Entonces él volvió a hablar.
—Flint, nos hizo comer algo, ¿recuerdas? Una manzana.
—Oh sí. —Ella se sentó cruzando las piernas, estiró los brazos—. Fue agradable.
—¿Agradable?
—Sí, la sensación de… sueño. Y ahora esta música. Oye. Todo el bosque suena a ella. Violines en ese árbol, esa nube. Y palabras. Bran… Branden… ¿Adónde vas?
—Hay que salir de aquí, Mari. —De pie, el pesado cuerpo de Finkus le tapaba el sol. ¿Por qué abandonaba la seguridad de aquel espacio de sábanas?
—Salir —repitió.
Ignorándolo, ladeó la cabeza y cerró los ojos. Sentía frío (aunque mucho menos del que en teoría debía sentir, careciendo de algo con que cubrirse), pero el pequeño cuadrado, la casilla, resultaba cálida en comparación con el bosque que la rodeaba.
La manaza de él se cerró sobre su antebrazo. Ella la apartó.
—Mari: tenemos que irnos.
—No. Estoy mejor aquí.
—Nunca se está mejor encerrada.
Ella lo miró.
—¿Encerrada?
—Sí.
—¿En dónde?
—En el sitio donde Flint nos dejó. Sin objetos, sin ropa, sin nada a nuestro alcance. No sé lo que nos pasa, pero estamos conectados y no podemos quitarnos las diademas. Tenemos que salir a la realidad.
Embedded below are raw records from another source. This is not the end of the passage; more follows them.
//! Application configuration
//!
//! Configuration is loaded from:
//! 1. Default values
//! 2. Config file (~/.config/myspots/config.toml)
//! 3. Environment variables (MYSPOTS_* prefix)
//!
//! Environment variables take precedence over config file values.

use anyhow::{Context, Result};
use serde::{Deserialize, Serialize};
use std::path::PathBuf;

/// Environment variable prefix
const ENV_PREFIX: &str = "MYSPOTS";

/// Application configuration
#[derive(Debug, Clone, Serialize, Deserialize)]
pub struct Config {
    /// Google Maps API key (Places + Geocoding)
    #[serde(default)]
    pub google_api_key: String,

    /// Airtable API key
    #[serde(default)]
    pub airtable_api_key: String,

    /// Airtable base containing the places and categories tables
    #[serde(default)]
    pub airtable_base_id: String,

    /// Name of the places table
    #[serde(default = "default_places_table")]
    pub places_table: String,

    /// Name of the categories table
    #[serde(default = "default_categories_table")]
    pub categories_table: String,
}

impl Default for Config {
    fn default() -> Self {
        Self {
            google_api_key: String::new(),
            airtable_api_key: String::new(),
            airtable_base_id: String::new(),
            places_table: default_places_table(),
            categories_table: default_categories_table(),
        }
    }
}

impl Config {
    /// Load configuration from default location and environment
    ///
    /// Order of precedence (highest to lowest):
    /// 1. Environment variables (MYSPOTS_GOOGLE_API_KEY, MYSPOTS_AIRTABLE_API_KEY, ...)
    /// 2. Config file (~/.config/myspots/config.toml or MYSPOTS_CONFIG)
    /// 3. Default values
    pub fn load() -> Result<Self> {
        Self::load_from_path(&Self::config_file_path())
    }

    /// Load configuration from a specific path
    ///
    /// Environment variables are still applied as overrides.
    /// If the file doesn't exist, defaults are used.
    pub fn load_from_path(path: &PathBuf) -> Result<Self> {
        let mut config = if path.exists() {
            let content = std::fs::read_to_string(path)
                .with_context(|| format!("Failed to read config file: {:?}", path))?;
            toml::from_str(&content)
                .with_context(|| format!("Failed to parse config file: {:?}", path))?
        } else {
            Self::default()
        };

        config.apply_env_overrides();
        Ok(config)
    }

    /// Load configuration from a TOML string (useful for testing)
    pub fn load_from_str(toml_content: &str) -> Result<Self> {
        let mut config: Config =
            toml::from_str(toml_content).context("Failed to parse config TOML")?;
        config.apply_env_overrides();
        Ok(config)
    }

    /// Apply environment variable overrides
    fn apply_env_overrides(&mut self) {
        if let Ok(val) = std::env::var(format!("{}_GOOGLE_API_KEY", ENV_PREFIX)) {
            self.google_api_key = val;
        }

        if let Ok(val) = std::env::var(format!("{}_AIRTABLE_API_KEY", ENV_PREFIX)) {
            self.airtable_api_key = val;
        }

        if let Ok(val) = std::env::var(format!("{}_AIRTABLE_BASE_ID", ENV_PREFIX)) {
            self.airtable_base_id = val;
        }

        if let Ok(val) = std::env::var(format!("{}_PLACES_TABLE", ENV_PREFIX)) {
            if !val.is_empty() {
                self.places_table = val;
            }
        }

        if let Ok(val) = std::env::var(format!("{}_CATEGORIES_TABLE", ENV_PREFIX)) {
            if !val.is_empty() {
                self.categories_table = val;
            }
        }
    }

    /// Save configuration to file
    pub fn save(&self) -> Result<()> {
        let config_path = Self::config_file_path();

        if let Some(parent) = config_path.parent() {
            std::fs::create_dir_all(parent)
                .with_context(|| format!("Failed to create config directory: {:?}", parent))?;
        }

        let content = toml::to_string_pretty(self).context("Failed to serialize config")?;
        std::fs::write(&config_path, content)
            .with_context(|| format!("Failed to write config file: {:?}", config_path))?;
        Ok(())
    }

    /// Get the config file path
    ///
    /// Can be overridden with MYSPOTS_CONFIG environment variable
    pub fn config_file_path() -> PathBuf {
        if let Ok(path) = std::env::var(format!("{}_CONFIG", ENV_PREFIX)) {
            return PathBuf::from(path);
        }

        dirs::config_dir()
            .unwrap_or_else(|| PathBuf::from("."))
            .join("myspots")
            .join("config.toml")
    }
}

fn default_places_table() -> String {
    "places".to_string()
}

fn default_categories_table() -> String {
    "categories".to_string()
}
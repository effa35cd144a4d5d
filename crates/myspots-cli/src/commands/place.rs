//! Place command handlers

use anyhow::{bail, Result};

use myspots_core::{AirtableClient, Config, PlaceCandidate, PlacesClient};

use crate::output::Output;

/// Search the places API and add selected results to the record store
pub async fn add(
    config: &Config,
    query: String,
    location: Option<String>,
    radius: Option<u32>,
    all: bool,
    output: &Output,
) -> Result<()> {
    let places = PlacesClient::new(config)?;
    let store = AirtableClient::new(config)?;

    let candidates = places
        .search(&query, location.as_deref(), radius)
        .await?;
    if candidates.is_empty() {
        bail!(
            "Query returned no results:\nquery: {}\nlocation: {}",
            query,
            location.as_deref().unwrap_or("(none)")
        );
    }

    output.print_candidates(&candidates);

    let selected = if output.should_prompt() && !all {
        select_candidates(&candidates)?
    } else {
        select_without_prompt(&candidates, all)?
    };

    let attempted = selected.len();
    let mut added = 0;
    for candidate in selected {
        if store.place_exists(&candidate.google_place_id).await? {
            output.message(&format!(
                "Already exists; skipping {}",
                candidate.google_place_id
            ));
            continue;
        }
        let details = places.details(&candidate.google_place_id).await?;
        store.create_place(&details, None).await?;
        output.message(&format!("Added {}", details.name));
        added += 1;
    }

    output.success(&format!("Added {} out of {} attempted", added, attempted));
    Ok(())
}

/// Prompt for a selection: 0 = all, -1 = abort, 1..N = single candidate
fn select_candidates(candidates: &[PlaceCandidate]) -> Result<Vec<&PlaceCandidate>> {
    use std::io::{self, Write};

    print!("Please select option (0 = all, -1 = abort): ");
    io::stdout().flush()?;

    let mut input = String::new();
    io::stdin().read_line(&mut input)?;
    let selection: i32 = input
        .trim()
        .parse()
        .map_err(|_| anyhow::anyhow!("Did not understand selection: {}", input.trim()))?;

    match selection {
        -1 => bail!("Aborted; no changes to the record store."),
        0 => Ok(candidates.iter().collect()),
        n if n > 0 && (n as usize) <= candidates.len() => {
            Ok(vec![&candidates[n as usize - 1]])
        }
        other => bail!("Did not understand selection: {}", other),
    }
}

/// Candidate set for a run that cannot prompt
///
/// Inserting into the record store is a remote write, so without a prompt
/// every result is only taken when `--all` was passed explicitly.
fn select_without_prompt(
    candidates: &[PlaceCandidate],
    all: bool,
) -> Result<Vec<&PlaceCandidate>> {
    if all {
        return Ok(candidates.iter().collect());
    }
    bail!(
        "Found {} result(s) but no selection was possible. \
         Rerun without --json/--quiet to select, or pass --all to add every result.",
        candidates.len()
    )
}
//! Config command handlers

use anyhow::{bail, Context, Result};

use myspots_core::Config;

use crate::output::{Output, OutputFormat};

/// Show current configuration
pub fn show(output: &Output) -> Result<()> {
    let config = Config::load().context("Failed to load configuration")?;

    match output.format {
        OutputFormat::Json => {
            println!(
                "{}",
                serde_json::json!({
                    "google_api_key": mask(&config.google_api_key),
                    "airtable_api_key": mask(&config.airtable_api_key),
                    "airtable_base_id": config.airtable_base_id,
                    "places_table": config.places_table,
                    "categories_table": config.categories_table
                })
            );
        }
        OutputFormat::Quiet => {
            println!("{}", Config::config_file_path().display());
        }
        OutputFormat::Human => {
            println!("Configuration:");
            println!("  google_api_key:   {}", mask(&config.google_api_key));
            println!("  airtable_api_key: {}", mask(&config.airtable_api_key));
            println!(
                "  airtable_base_id: {}",
                or_not_set(&config.airtable_base_id)
            );
            println!("  places_table:     {}", config.places_table);
            println!("  categories_table: {}", config.categories_table);
            println!();
            println!("Config file: {}", Config::config_file_path().display());
        }
    }

    Ok(())
}

/// Set a configuration value
pub fn set(key: String, value: String, output: &Output) -> Result<()> {
    let mut config = Config::load().context("Failed to load configuration")?;

    match key.as_str() {
        "google_api_key" => config.google_api_key = value.clone(),
        "airtable_api_key" => config.airtable_api_key = value.clone(),
        "airtable_base_id" => config.airtable_base_id = value.clone(),
        "places_table" => config.places_table = value.clone(),
        "categories_table" => config.categories_table = value.clone(),
        _ => {
            bail!(
                "Unknown configuration key: '{}'\n\
                 Valid keys: google_api_key, airtable_api_key, airtable_base_id, \
                 places_table, categories_table",
                key
            );
        }
    }

    config.save().context("Failed to save configuration")?;

    // don't echo secrets back
    let shown = if key.ends_with("_key") {
        mask(&value).to_string()
    } else {
        value
    };
    output.success(&format!("Set {} = {}", key, shown));

    Ok(())
}

fn or_not_set(value: &str) -> &str {
    if value.is_empty() {
        "(not set)"
    } else {
        value
    }
}

fn mask(secret: &str) -> &'static str {
    if secret.is_empty() {
        "(not set)"
    } else {
        "(set)"
    }
}
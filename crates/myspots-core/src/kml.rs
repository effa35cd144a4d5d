//! KML document model and serialization
//!
//! An owned tree: the document owns its folders, folders own their
//! placemarks (and nested sub-folders in hierarchical exports). The
//! serializer writes KML 2.2 by hand; note that `<coordinates>` takes
//! longitude first, the reverse of how coordinates are stored.

/// KML 2.2 namespace
const KML_NS: &str = "http://www.opengis.net/kml/2.2";

/// A shared style definition, referenced by markers via `#id`
#[derive(Debug, Clone, PartialEq)]
pub struct StyleDef {
    pub id: String,
    pub icon_href: String,
}

/// One point annotation in the document
#[derive(Debug, Clone, PartialEq)]
pub struct Placemark {
    /// Place record id, stringified
    pub id: String,
    pub name: String,
    /// Style reference, e.g. `#icon-1534-F9A825-nodesc`
    pub style_url: String,
    pub description: String,
    /// Decimal degrees, WGS84
    pub longitude: f64,
    /// Decimal degrees, WGS84
    pub latitude: f64,
    /// Inherited from the containing folder at construction time
    pub visibility: bool,
}

/// A named grouping container
#[derive(Debug, Clone, PartialEq)]
pub struct Folder {
    pub id: String,
    pub name: String,
    pub visibility: bool,
    pub placemarks: Vec<Placemark>,
    /// Sub-folders, used only by hierarchical exports
    pub folders: Vec<Folder>,
}

impl Folder {
    pub fn new(id: impl Into<String>, name: impl Into<String>, visibility: bool) -> Self {
        Self {
            id: id.into(),
            name: name.into(),
            visibility,
            placemarks: Vec::new(),
            folders: Vec::new(),
        }
    }

    /// Total marker count, including nested folders
    pub fn marker_count(&self) -> usize {
        self.placemarks.len()
            + self
                .folders
                .iter()
                .map(|folder| folder.marker_count())
                .sum::<usize>()
    }
}

/// The root container of an export
#[derive(Debug, Clone, PartialEq)]
pub struct KmlDocument {
    pub id: String,
    pub name: String,
    pub description: String,
    /// Always true; folders carry their own visibility
    pub visibility: bool,
    pub styles: Vec<StyleDef>,
    pub folders: Vec<Folder>,
}

impl KmlDocument {
    pub fn new(
        id: impl Into<String>,
        name: impl Into<String>,
        description: impl Into<String>,
    ) -> Self {
        Self {
            id: id.into(),
            name: name.into(),
            description: description.into(),
            visibility: true,
            styles: Vec::new(),
            folders: Vec::new(),
        }
    }

    /// Total marker count across all folders
    pub fn marker_count(&self) -> usize {
        self.folders
            .iter()
            .map(|folder| folder.marker_count())
            .sum()
    }

    /// Serialize the whole tree as KML text
    pub fn to_kml(&self) -> String {
        let mut out = String::new();
        out.push_str("<?xml version=\"1.0\" encoding=\"UTF-8\"?>\n");
        out.push_str(&format!("<kml xmlns=\"{}\">\n", KML_NS));
        out.push_str(&format!("  <Document id=\"{}\">\n", escape_xml(&self.id)));
        write_text_element(&mut out, 2, "name", &self.name);
        write_text_element(&mut out, 2, "description", &self.description);
        write_text_element(&mut out, 2, "visibility", bool_to_kml(self.visibility));
        for style in &self.styles {
            write_style(&mut out, 2, style);
        }
        for folder in &self.folders {
            write_folder(&mut out, 2, folder);
        }
        out.push_str("  </Document>\n");
        out.push_str("</kml>\n");
        out
    }
}

fn bool_to_kml(value: bool) -> &'static str {
    if value {
        "1"
    } else {
        "0"
    }
}

fn indent(out: &mut String, depth: usize) {
    for _ in 0..depth {
        out.push_str("  ");
    }
}

fn write_text_element(out: &mut String, depth: usize, tag: &str, text: &str) {
    indent(out, depth);
    out.push_str(&format!("<{}>{}</{}>\n", tag, escape_xml(text), tag));
}

fn write_style(out: &mut String, depth: usize, style: &StyleDef) {
    indent(out, depth);
    out.push_str(&format!("<Style id=\"{}\">\n", escape_xml(&style.id)));
    indent(out, depth + 1);
    out.push_str("<IconStyle>\n");
    indent(out, depth + 2);
    out.push_str("<Icon>\n");
    write_text_element(out, depth + 3, "href", &style.icon_href);
    indent(out, depth + 2);
    out.push_str("</Icon>\n");
    indent(out, depth + 1);
    out.push_str("</IconStyle>\n");
    indent(out, depth);
    out.push_str("</Style>\n");
}

fn write_folder(out: &mut String, depth: usize, folder: &Folder) {
    indent(out, depth);
    out.push_str(&format!("<Folder id=\"{}\">\n", escape_xml(&folder.id)));
    write_text_element(out, depth + 1, "name", &folder.name);
    write_text_element(out, depth + 1, "visibility", bool_to_kml(folder.visibility));
    for placemark in &folder.placemarks {
        write_placemark(out, depth + 1, placemark);
    }
    for child in &folder.folders {
        write_folder(out, depth + 1, child);
    }
    indent(out, depth);
    out.push_str("</Folder>\n");
}

fn write_placemark(out: &mut String, depth: usize, placemark: &Placemark) {
    indent(out, depth);
    out.push_str(&format!(
        "<Placemark id=\"{}\">\n",
        escape_xml(&placemark.id)
    ));
    write_text_element(out, depth + 1, "name", &placemark.name);
    write_text_element(out, depth + 1, "visibility", bool_to_kml(placemark.visibility));
    write_text_element(out, depth + 1, "description", &placemark.description);
    write_text_element(out, depth + 1, "styleUrl", &placemark.style_url);
    indent(out, depth + 1);
    out.push_str("<Point>\n");
    // longitude first, per the KML coordinate order
    write_text_element(
        out,
        depth + 2,
        "coordinates",
        &format!("{},{}", placemark.longitude, placemark.latitude),
    );
    indent(out, depth + 1);
    out.push_str("</Point>\n");
    indent(out, depth);
    out.push_str("</Placemark>\n");
}

/// Escape text for XML element content and attribute values
fn escape_xml(text: &str) -> String {
    let mut escaped = String::with_capacity(text.len());
    for ch in text.chars() {
        match ch {
            '&' => escaped.push_str("&amp;"),
            '<' => escaped.push_str("&lt;"),
            '>' => escaped.push_str("&gt;"),
            '"' => escaped.push_str("&quot;"),
            '\'' => escaped.push_str("&apos;"),
            other => escaped.push(other),
        }
    }
    escaped
}
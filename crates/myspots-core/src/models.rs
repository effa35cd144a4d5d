//! Data models for MySpots
//!
//! Defines the records read from the record store: places and categories.
//! Both are read fresh from Airtable at the start of each run and never
//! persisted locally.

/// A status flag on a place
///
/// Flags drive export policy: `PermanentlyClosed` and `Lame` exclude a place
/// from export entirely, while `Favorite`/`Queued`/`Visited` select the
/// marker color. Flags outside the known vocabulary are kept as `Other` but
/// have no effect on export.
#[derive(Debug, Clone, PartialEq, Eq, Hash)]
pub enum Flag {
    Visited,
    Queued,
    Favorite,
    Lame,
    PermanentlyClosed,
    Reviewed,
    Other(String),
}

impl Flag {
    /// Get the flag name as stored in the record store
    pub fn name(&self) -> &str {
        match self {
            Flag::Visited => "Visited",
            Flag::Queued => "Queued",
            Flag::Favorite => "Favorite",
            Flag::Lame => "Lame",
            Flag::PermanentlyClosed => "Permanently Closed",
            Flag::Reviewed => "Reviewed",
            Flag::Other(name) => name,
        }
    }
}

impl From<&str> for Flag {
    fn from(name: &str) -> Self {
        match name {
            "Visited" => Flag::Visited,
            "Queued" => Flag::Queued,
            "Favorite" => Flag::Favorite,
            "Lame" => Flag::Lame,
            "Permanently Closed" => Flag::PermanentlyClosed,
            "Reviewed" => Flag::Reviewed,
            other => Flag::Other(other.to_string()),
        }
    }
}

impl From<String> for Flag {
    fn from(name: String) -> Self {
        Flag::from(name.as_str())
    }
}

impl std::fmt::Display for Flag {
    fn fmt(&self, f: &mut std::fmt::Formatter<'_>) -> std::fmt::Result {
        write!(f, "{}", self.name())
    }
}

/// A category record from the record store
///
/// Categories form a tree via `parent_id`; the tree is rebuilt from these
/// flat records on every export run.
#[derive(Debug, Clone, PartialEq)]
pub struct CategoryRecord {
    /// Record store identifier (opaque, stable)
    pub id: String,
    /// Display name
    pub name: String,
    /// Google My Maps icon code (drives marker styling)
    pub icon_code: Option<String>,
    /// Parent category record id, if any
    pub parent_id: Option<String>,
}

/// A place record from the record store
#[derive(Debug, Clone, PartialEq)]
pub struct PlaceRecord {
    /// Record store identifier
    pub id: String,
    /// Display name
    pub name: String,
    /// Formatted address
    pub address: String,
    /// Website URL, if known
    pub website: Option<String>,
    /// Latitude in decimal degrees (WGS84)
    pub latitude: f64,
    /// Longitude in decimal degrees (WGS84)
    pub longitude: f64,
    /// Google place id (used for dedup on insert)
    pub google_place_id: String,
    /// Raw provider payload as JSON text
    pub google_json_data: String,
    /// Referenced category record ids
    pub category_ids: Vec<String>,
    /// Free-text tags
    pub tags: Vec<String>,
    /// Status flags
    pub flags: Vec<Flag>,
    /// Free-text notes
    pub notes: Option<String>,
}

impl PlaceRecord {
    /// Check whether this place carries the given flag
    pub fn has_flag(&self, flag: &Flag) -> bool {
        self.flags.contains(flag)
    }
}

#[cfg(test)]
mod tests {
    use super::*;

    #[test]
    fn test_flag_round_trip() {
        for name in [
            "Visited",
            "Queued",
            "Favorite",
            "Lame",
            "Permanently Closed",
            "Reviewed",
        ] {
            let flag = Flag::from(name);
            assert!(!matches!(flag, Flag::Other(_)));
            assert_eq!(flag.name(), name);
        }
    }

    #[test]
    fn test_unknown_flag_preserved() {
        let flag = Flag::from("Brunch Spot");
        assert_eq!(flag, Flag::Other("Brunch Spot".to_string()));
        assert_eq!(flag.name(), "Brunch Spot");
    }

    #[test]
    fn test_flag_display() {
        assert_eq!(format!("{}", Flag::PermanentlyClosed), "Permanently Closed");
    }

    #[test]
    fn test_has_flag() {
        let place = PlaceRecord {
            id: "rec1".to_string(),
            name: "Tartine".to_string(),
            address: "600 Guerrero St".to_string(),
            website: None,
            latitude: 37.76,
            longitude: -122.42,
            google_place_id: "gp1".to_string(),
            google_json_data: "{}".to_string(),
            category_ids: vec![],
            tags: vec![],
            flags: vec![Flag::Visited, Flag::Favorite],
            notes: None,
        };
        assert!(place.has_flag(&Flag::Favorite));
        assert!(!place.has_flag(&Flag::Queued));
    }
}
«La realidad». Agua helada sobre ella. Eso no contenía violines. Pese a todo, se arrodilló y escudriñó el bosque.
—Pero ¿por dónde vamos a salir?
—Si no buscamos una salida nunca lo sabremos.
—¿Sabes por qué hablas así? —dijo ella volviendo a sentarse y abrazándose a sí misma—. Porque tienes dieciséis años.
—¿Y tú sabes por qué no quieres despertar? —repuso él—. Porque tienes treinta y cinco.
—Estoy bien aquí.
—¿En lo virtual?
—¿Ahora lo virtual es un problema? —dijo ella juguetona desde su postura.
Él no respondió. Dio media vuelta y se alejó despacio, un pesado mono velludo de ancho tórax y culo temblón. Ella lo contempló un rato más recostada de lado.
Sin embargo, ya ni la bellísima melodía que llenaba sus oídos y su cuerpo como brotando de la tierra lograba calmarla. La ausencia de él se le hacía insoportable.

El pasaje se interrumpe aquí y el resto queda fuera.